A thing I have noticed. 2 decades ago, there was decent pharmaceutical knowledge in the trans community. We knew what GnRH agonists were and how they work. We knew that for trans girls, if you couldn’t get them, then a cocktail of spironolactone and finasteride would do a pretty good job as a replacement. We knew that cyproterone acetate worked even better than spiro, but was hepatotoxic, so be careful.
I feel like that’s all been … lost?
I suspect that until this sentence, most currently transitioning people won’t even know that GnRH agonist is the proper term for what is frequently and misleadingly called a “puberty blocker”.
How did we let all this knowledge get lost? We, as a community, used to know how to outflank attempts to stop us accessing medication.

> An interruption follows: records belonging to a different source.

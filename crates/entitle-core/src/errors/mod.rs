//! Error types for every entitlement subsystem.
//! Each enum carries a stable string code via `EntitlementErrorCode`.

pub mod config_error;
pub mod error_code;
pub mod lookup_error;
pub mod storage_error;

pub use config_error::ConfigError;
pub use error_code::EntitlementErrorCode;
pub use lookup_error::LookupError;
pub use storage_error::StorageError;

Now the British government just go, “we’re banning prescription of puberty blockers” and everyone throws their hands up and goes, “oh well, no alternative but unopposed testosterone I guess”.
We were better than this. Why did that go away?
@goatsarah for the record, we don't think it's been lost, but it's definitely not talked about as much
the thing to keep in mind is this is ORAL HISTORY. getting lost is the default thing that happens to oral history. the way to preserve things is to write them down!
@ireneista @goatsarah One of the frustrating things about twitter-era social media is that it's added almost no durability to oral history.
@recursive @goatsarah yes, agreed. very upsetting.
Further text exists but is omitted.